Actuellement, ce n’est pas d’abord celui qui est efficace en possession de ballon, ni celui qui l’est en perte de balle, ni même celui qui sait faire les deux : c’est celui qui, dans sa tête, fait très rapidement la transition perte/possession de balle et vice-versa. Plus tu vas vite pour alterner ces deux tâches, moins l’adversaire a le temps de s’organiser : c’est la fraction de seconde qui peut faire la différence. Aujourd’hui, tous les joueurs sont bien préparés physiquement, et tout a été inventé tactiquement : pour qu’un dessin de 4-3-3 devienne un 4-4-2, il suffit de bouger un tout petit peu les pions ! Aussi, la progression encore possible réside-t-elle d’abord dans le travail sur l’intellect. Il faut laisser aux joueurs initiatives et instinct, mais aussi leur inculquer des données qui seront des cordes en plus à leur arc : tel adversaire se retourne mieux à gauche qu’à droite, il y a souvent telle distance entre lui au back gauche et son stoppeur, etc. Et je constate qu’à Anderlecht, peut-être parce que le groupe est jeune, les joueurs sont de plus en plus friands de ce genre d’infos individuelles.

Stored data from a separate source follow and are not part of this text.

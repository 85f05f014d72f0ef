//! Snapshot store
//!
//! A [`HookStore`] is one full snapshot: an ordered sequence of
//! per-desktop inventories plus the time the snapshot completed. Stores
//! are created empty, populated lazily on first collection (one inventory
//! per context desktop, in context order), and soft-reset in place on
//! every collection after that - the per-inventory storage is never
//! reallocated for the life of the store.
//!
//! A store belongs to exactly one session context and is never shared
//! across contexts.

mod inventory;
mod record;

use std::sync::Arc;
use std::time::SystemTime;

use hookscope_engine::Desktop;
use hookscope_sdk::KernelAddr;

pub use inventory::{DesktopHookInventory, IntegrityKind, InventoryError};
pub use record::HookRecord;

/// One snapshot: every tracked desktop's hook inventory.
#[derive(Debug, Default)]
pub struct HookStore {
    inventories: Vec<DesktopHookInventory>,
    init_time: Option<SystemTime>,
}

impl HookStore {
    /// Create an empty store; inventories are built on first collection
    pub fn new() -> Self {
        Self::default()
    }

    /// The per-desktop inventories, in context desktop order
    pub fn inventories(&self) -> &[DesktopHookInventory] {
        &self.inventories
    }

    /// When the snapshot completed, if it has been collected successfully
    pub fn init_time(&self) -> Option<SystemTime> {
        self.init_time
    }

    /// Whether this store holds a completed snapshot
    pub fn is_initialized(&self) -> bool {
        self.init_time.is_some()
    }

    /// Find the inventory whose desktop heap contains `addr`.
    ///
    /// `None` means the object lives on a desktop this session is not
    /// attached to, which is expected for other sessions' hooks.
    pub fn inventory_containing(&self, addr: KernelAddr) -> Option<&DesktopHookInventory> {
        self.inventories.iter().find(|inv| inv.desktop().contains(addr))
    }

    /// Find the inventory for a specific desktop, matched by identity
    pub fn inventory_for(&self, desktop: &Arc<Desktop>) -> Option<&DesktopHookInventory> {
        self.inventories
            .iter()
            .find(|inv| Arc::ptr_eq(inv.desktop(), desktop))
    }

    /// Soft-reset the store: drop every inventory's records and the
    /// completion timestamp, keeping all backing storage.
    pub fn reset(&mut self) {
        self.init_time = None;
        for inv in &mut self.inventories {
            inv.reset();
        }
    }

    /// Prepare the store for a collection pass.
    ///
    /// Builds the inventory list from `desktops` the first time, soft
    /// resets every inventory afterwards. The completion timestamp is
    /// cleared either way; the store only counts as a snapshot again
    /// once collection finishes.
    pub(crate) fn prepare(&mut self, desktops: &[Arc<Desktop>]) {
        if self.inventories.is_empty() {
            self.init_time = None;
            self.inventories = desktops
                .iter()
                .map(|d| DesktopHookInventory::new(Arc::clone(d)))
                .collect();
        } else {
            self.reset();
        }
    }

    pub(crate) fn inventories_mut(&mut self) -> &mut [DesktopHookInventory] {
        &mut self.inventories
    }

    pub(crate) fn stamp(&mut self) {
        self.init_time = Some(SystemTime::now());
    }
}
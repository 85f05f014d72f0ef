//! hookscope - hook collection and snapshot diff core
//!
//! This crate reconstructs a consistent per-desktop inventory of HOOK
//! objects from the session's shared handle table and structurally diffs
//! two such snapshots to classify each hook as added, modified, or
//! removed. It is strictly observational: nothing here installs, alters,
//! or removes a hook.
//!
//! # Re-exports
//!
//! This crate re-exports the SDK and engine crates for convenience:
//! - [`sdk`] - raw win32k value types (handle entries, HOOK fields)
//! - [`engine`] - session context and the shared-section access seam

// Re-export SDK and engine crates
pub use hookscope_engine as engine;
pub use hookscope_sdk as sdk;

pub mod collector;
pub mod config;
pub mod diff;
pub mod report;
pub mod snapshot;

// Re-export commonly used items
pub use collector::{collect, CollectError};
pub use config::{ConfigError, ConfigResult, FilterMode, MonitorConfig};
pub use diff::{
    diff_inventories, diff_stores, ChangedField, DiffEntry, DiffKind, HookFilter,
};
pub use snapshot::{
    DesktopHookInventory, HookRecord, HookStore, IntegrityKind, InventoryError,
};
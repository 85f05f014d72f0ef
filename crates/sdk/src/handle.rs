//! Shared handle table entry
//!
//! win32k keeps one session-wide table of user-object handle entries
//! (`gSharedInfo.aheList`). Every GUI process maps a read-only view of it,
//! and the table mutates continuously underneath readers. Entries must
//! therefore be copied out by value before inspection.
//!
//! ```text
//! HANDLEENTRY (one slot of aheList)
//! ├── pHead    kernel address of the object (HEAD*)
//! ├── pOwner   owning thread or process (THREADINFO* / PROCESSINFO*)
//! ├── bType    object type index (TYPE_HOOK = 5)
//! ├── bFlags   handle status flags (destroy pending, ...)
//! └── wUniq    uniqueness counter, bumped on slot reuse
//! ```

use crate::address::KernelAddr;

/// Object type index for HOOK objects in the shared handle table
pub const TYPE_HOOK: u8 = 5;

/// Maximum number of user objects per session.
///
/// The handle table never holds more than this many live entries, so a
/// per-desktop hook inventory sized to this ceiling can never legitimately
/// overflow.
pub const USER_HANDLE_LIMIT: usize = 65535;

/// A by-value copy of one shared handle table entry.
///
/// The table may change at any moment, so an entry is always copied out
/// whole and never referenced in place.
#[derive(Debug, Clone, Copy, Default, PartialEq, Eq)]
pub struct HandleEntry {
    /// Kernel address of the object this entry describes
    pub head: KernelAddr,
    /// Kernel address of the owning thread (or process) info
    pub owner: KernelAddr,
    /// Object type index
    pub object_type: u8,
    /// Handle status flags
    pub flags: u8,
    /// Uniqueness counter for this slot
    pub uniq: u16,
}

impl HandleEntry {
    /// Check whether this entry describes a HOOK object
    #[inline]
    pub const fn is_hook(&self) -> bool {
        self.object_type == TYPE_HOOK
    }
}

#[cfg(test)]
mod tests {
    use super::*;

    #[test]
    fn test_hook_type_check() {
        let mut entry = HandleEntry {
            head: KernelAddr::new(0x1000),
            object_type: TYPE_HOOK,
            ..Default::default()
        };
        assert!(entry.is_hook());

        entry.object_type = 1; // TYPE_WINDOW
        assert!(!entry.is_hook());
    }

    #[test]
    fn test_default_entry_is_free_slot() {
        let entry = HandleEntry::default();
        assert!(entry.head.is_null());
        assert!(!entry.is_hook());
    }
}
//! End-to-end snapshot and diff scenarios over a scripted handle table.

use hookscope_core::engine::{Desktop, SessionContext, SharedSection, ThreadIdentity};
use hookscope_core::sdk::{HandleEntry, HookObject, KernelAddr, TYPE_HOOK};
use hookscope_core::{collect, diff_stores, DiffKind, HookFilter, HookStore};

const DELTA: u64 = 0x10_0000;

/// Scripted shared section; the test mutates it between collections.
#[derive(Default)]
struct ScriptedTable {
    entries: Vec<HandleEntry>,
    hooks: Vec<(KernelAddr, HookObject)>,
}

impl ScriptedTable {
    fn set_hooks(&mut self, specs: &[(u64, HookObject)]) {
        self.entries.clear();
        self.hooks.clear();
        for &(kernel, object) in specs {
            self.entries.push(HandleEntry {
                head: KernelAddr::new(kernel),
                owner: object.installer,
                object_type: TYPE_HOOK,
                flags: 0,
                uniq: 1,
            });
            self.hooks
                .push((KernelAddr::new(kernel - DELTA), object));
        }
    }
}

impl SharedSection for ScriptedTable {
    fn handle_count(&self) -> usize {
        self.entries.len()
    }

    fn handle_entry(&self, index: usize) -> HandleEntry {
        self.entries[index]
    }

    fn read_hook(&self, client_addr: KernelAddr) -> Option<HookObject> {
        self.hooks
            .iter()
            .find(|(addr, _)| *addr == client_addr)
            .map(|(_, obj)| *obj)
    }
}

fn context() -> SessionContext {
    let ctx = SessionContext::new(vec![Desktop::new(
        "D",
        KernelAddr::new(0x10_1000),
        KernelAddr::new(0x10_9000),
        DELTA,
    )])
    .unwrap();
    ctx.set_threads(vec![ThreadIdentity::new(
        KernelAddr::new(0x42),
        100,
        7,
        "shell.exe",
    )]);
    ctx
}

fn keyboard_hook() -> HookObject {
    HookObject {
        id: 2,
        installer: KernelAddr::new(0x42),
        ..Default::default()
    }
}

#[test]
fn test_sample_scenario_add_and_remove() {
    let ctx = context();
    let mut table = ScriptedTable::default();
    table.set_hooks(&[
        (0x10_1000, keyboard_hook()),
        (0x10_2000, keyboard_hook()),
        (0x10_3000, keyboard_hook()),
    ]);

    let mut first = HookStore::new();
    collect(&mut first, &ctx, &table).unwrap();

    let inv = &first.inventories()[0];
    assert_eq!(inv.len(), 3);
    let addrs: Vec<u64> = inv.records().iter().map(|r| r.address().raw()).collect();
    assert_eq!(addrs, vec![0x10_1000, 0x10_2000, 0x10_3000]);

    // 0x2000 uninstalled, 0x4000 installed
    table.set_hooks(&[
        (0x10_1000, keyboard_hook()),
        (0x10_3000, keyboard_hook()),
        (0x10_4000, keyboard_hook()),
    ]);

    let mut second = HookStore::new();
    collect(&mut second, &ctx, &table).unwrap();

    let out = diff_stores(&first, &second, &HookFilter::all());
    assert_eq!(out.len(), 2);
    assert_eq!(out[0].kind, DiffKind::Removed);
    assert_eq!(out[0].address(), KernelAddr::new(0x10_2000));
    assert_eq!(out[1].kind, DiffKind::Added);
    assert_eq!(out[1].address(), KernelAddr::new(0x10_4000));
}

#[test]
fn test_unchanged_table_diffs_empty() {
    let ctx = context();
    let mut table = ScriptedTable::default();
    table.set_hooks(&[(0x10_2000, keyboard_hook()), (0x10_5000, keyboard_hook())]);

    let mut first = HookStore::new();
    let mut second = HookStore::new();
    collect(&mut first, &ctx, &table).unwrap();
    collect(&mut second, &ctx, &table).unwrap();

    assert!(diff_stores(&first, &second, &HookFilter::all()).is_empty());
    assert!(diff_stores(&second, &first, &HookFilter::all()).is_empty());
}

#[test]
fn test_modified_flags_reported_with_field_detail() {
    let ctx = context();
    let mut table = ScriptedTable::default();
    table.set_hooks(&[(0x10_2000, keyboard_hook())]);

    let mut first = HookStore::new();
    collect(&mut first, &ctx, &table).unwrap();

    let mut changed = keyboard_hook();
    changed.flags = 0x1; // now global
    table.set_hooks(&[(0x10_2000, changed)]);

    let mut second = HookStore::new();
    collect(&mut second, &ctx, &table).unwrap();

    let out = diff_stores(&first, &second, &HookFilter::all());
    assert_eq!(out.len(), 1);
    assert_eq!(out[0].kind, DiffKind::Modified);
    assert_eq!(out[0].changed.len(), 1);
    assert_eq!(out[0].changed[0].to_string(), "object.flags");
}

#[test]
fn test_reused_store_gives_same_result_as_fresh_one() {
    let ctx = context();
    let mut table = ScriptedTable::default();
    table.set_hooks(&[(0x10_2000, keyboard_hook())]);

    let mut reused = HookStore::new();
    collect(&mut reused, &ctx, &table).unwrap();

    table.set_hooks(&[(0x10_2000, keyboard_hook()), (0x10_6000, keyboard_hook())]);
    collect(&mut reused, &ctx, &table).unwrap();

    let mut fresh = HookStore::new();
    collect(&mut fresh, &ctx, &table).unwrap();

    assert!(diff_stores(&reused, &fresh, &HookFilter::all()).is_empty());
    assert_eq!(reused.inventories()[0].len(), 2);
}

#[test]
fn test_owner_resolution_feeds_filters() {
    let ctx = context();
    let mut table = ScriptedTable::default();
    table.set_hooks(&[(0x10_2000, keyboard_hook())]);

    let mut snapshot = HookStore::new();
    collect(&mut snapshot, &ctx, &table).unwrap();

    let rec = &snapshot.inventories()[0].records()[0];
    assert_eq!(rec.origin.as_ref().unwrap().process_name, "shell.exe");

    // include filter on the resolved name keeps the hook ...
    let keep = HookFilter::include(vec!["shell.exe".into()], vec![]);
    let out = diff_stores(&HookStore::new(), &snapshot, &keep);
    assert_eq!(out.len(), 1);
    assert_eq!(out[0].kind, DiffKind::Added);

    // ... and an exclude filter on the same name drops it
    let drop = HookFilter::exclude(vec!["shell.exe".into()], vec![]);
    assert!(diff_stores(&HookStore::new(), &snapshot, &drop).is_empty());
}
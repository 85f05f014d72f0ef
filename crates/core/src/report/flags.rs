//! Symbolic rendering of raw flag words

use bitflags::bitflags;

bitflags! {
    /// Status flags of a shared handle table entry (`bFlags`)
    #[derive(Debug, Clone, Copy, PartialEq, Eq)]
    pub struct HandleStatus: u8 {
        /// Object destruction requested
        const DESTROY = 0x01;
        /// Destruction in progress
        const IN_DESTROY = 0x02;
        /// A thread waits on this object's death
        const IN_WAIT_FOR_DEATH = 0x04;
        /// Final destruction pass
        const FINAL_DESTROY = 0x08;
        /// Validation marker
        const MARKED_OK = 0x10;
        /// Granted to another process
        const GRANTED = 0x20;
    }
}

bitflags! {
    /// HF_* flag word of a HOOK object (`flags`)
    #[derive(Debug, Clone, Copy, PartialEq, Eq)]
    pub struct HookObjectFlags: u32 {
        /// Hook applies to every thread on the desktop
        const GLOBAL = 0x0001;
        /// Hook procedure expects ANSI strings
        const ANSI = 0x0002;
        /// Skip the next hook-chain callback
        const NEEDHC_SKIP = 0x0004;
        /// Hooked thread stopped responding
        const HUNG = 0x0008;
        /// Hook procedure faulted
        const HOOK_FAULTED = 0x0010;
        /// Journal playback without delays
        const NO_PLAYBACK_DELAY = 0x0020;
        /// Procedure lives in a WX86 known dll
        const WX86_KNOWN_DLL = 0x0040;
        /// Hook has been destroyed but not yet freed
        const DESTROYED = 0x0080;
    }
}

/// Render a flag word as `NAMES (raw)`, keeping unknown bits visible.
pub(super) fn render<F: bitflags::Flags>(raw: F::Bits) -> String
where
    F::Bits: std::fmt::LowerHex + Copy,
{
    let parsed = F::from_bits_truncate(raw);
    let names: Vec<String> = parsed.iter_names().map(|(n, _)| n.to_string()).collect();
    if names.is_empty() {
        format!("{:#x}", raw)
    } else {
        format!("{} ({:#x})", names.join("|"), raw)
    }
}
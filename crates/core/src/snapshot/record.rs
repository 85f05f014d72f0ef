//! Collected hook records
//!
//! One record ties together the by-value copies taken during a scan (the
//! handle table entry and the HOOK object behind it) with the resolved
//! identities of the threads involved. Records are plain values owned by
//! their inventory.

use std::sync::Arc;

use hookscope_engine::ThreadIdentity;
use hookscope_sdk::{HandleEntry, HookId, HookObject, KernelAddr};

use crate::report::flags::HookObjectFlags;

/// One collected hook: raw copies plus resolved thread identities.
///
/// Any of the three identities may be unresolved - the thread can be
/// outside the tracked scope. That is a valid state, not an error.
#[derive(Debug, Clone)]
pub struct HookRecord {
    /// By-value copy of the shared handle table entry
    pub entry: HandleEntry,
    /// By-value copy of the HOOK object from the desktop heap
    pub object: HookObject,
    /// Identity resolved from the entry's owning thread (`pOwner`)
    pub owner: Option<Arc<ThreadIdentity>>,
    /// Identity resolved from the installing thread (`pti`)
    pub origin: Option<Arc<ThreadIdentity>>,
    /// Identity resolved from the hooked thread (`ptiHooked`)
    pub target: Option<Arc<ThreadIdentity>>,
}

impl HookRecord {
    /// Kernel address of the HOOK object; the record's identity within an
    /// inventory
    #[inline]
    pub fn address(&self) -> KernelAddr {
        self.entry.head
    }

    /// Decoded WH_* id, if the raw id is a documented one
    #[inline]
    pub fn hook_id(&self) -> Option<HookId> {
        self.object.hook_id()
    }

    /// Whether the hook is global (hooks every thread on the desktop)
    pub fn is_global(&self) -> bool {
        HookObjectFlags::from_bits_truncate(self.object.flags)
            .contains(HookObjectFlags::GLOBAL)
    }
}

Si le linge sale se lave en famille plutôt que face à la presse, le discours  » public  » de l’entraîneur peut-il échapper à la langue de bois ?

Oui. A l’issue d’un match sans où on n’a rien fichu alors que tout avait été bien préparé, je me sens lésé et je dois dénoncer le non-match collectif. En même temps, comme coach, je suis forcément supporter de mes joueurs, je veux les protéger pour les bonifier : dès lors, une critique faite à l’un d’eux, même logique et objective, va m’enlever une part de mon chauvinisme… et arriver à me déranger ! Car je ne peux pas en remettre une couche, ni à propos d’une erreur individuelle commise (ce que j’aurai détruit à chaud à l’interview, il me faudra le reconstruire dans les jours qui suivent), ni à propos d’un exploit individuel (j’irais à l’encontre de la primauté que j’accorde au collectif). Par contre, quand il m’arrive de soulever un problème alors qu’on a gagné haut la main, je n’aime pas les -Tu n’es jamais content ! qu’on m’assène, alors que j’évoque publiquement une question pouvant éviter dans le futur que le même problème porte à conséquence. Dans l’analyse d’un résultat, l’erreur est de rapprocher le foot d’une science exacte, alors que l’entraîneur sait plus que quiconque que ce n’en est pas une : il peut travailler à 100 %, et 5cm d’impondérables feront qu’il réussira peut-être à 60 % ou à 80 %. Il doit l’accepter, sans toutefois se plaindre de ces impondérables à longueur de semaines : invoquer la malchance ne peut pas devenir un fil conducteur.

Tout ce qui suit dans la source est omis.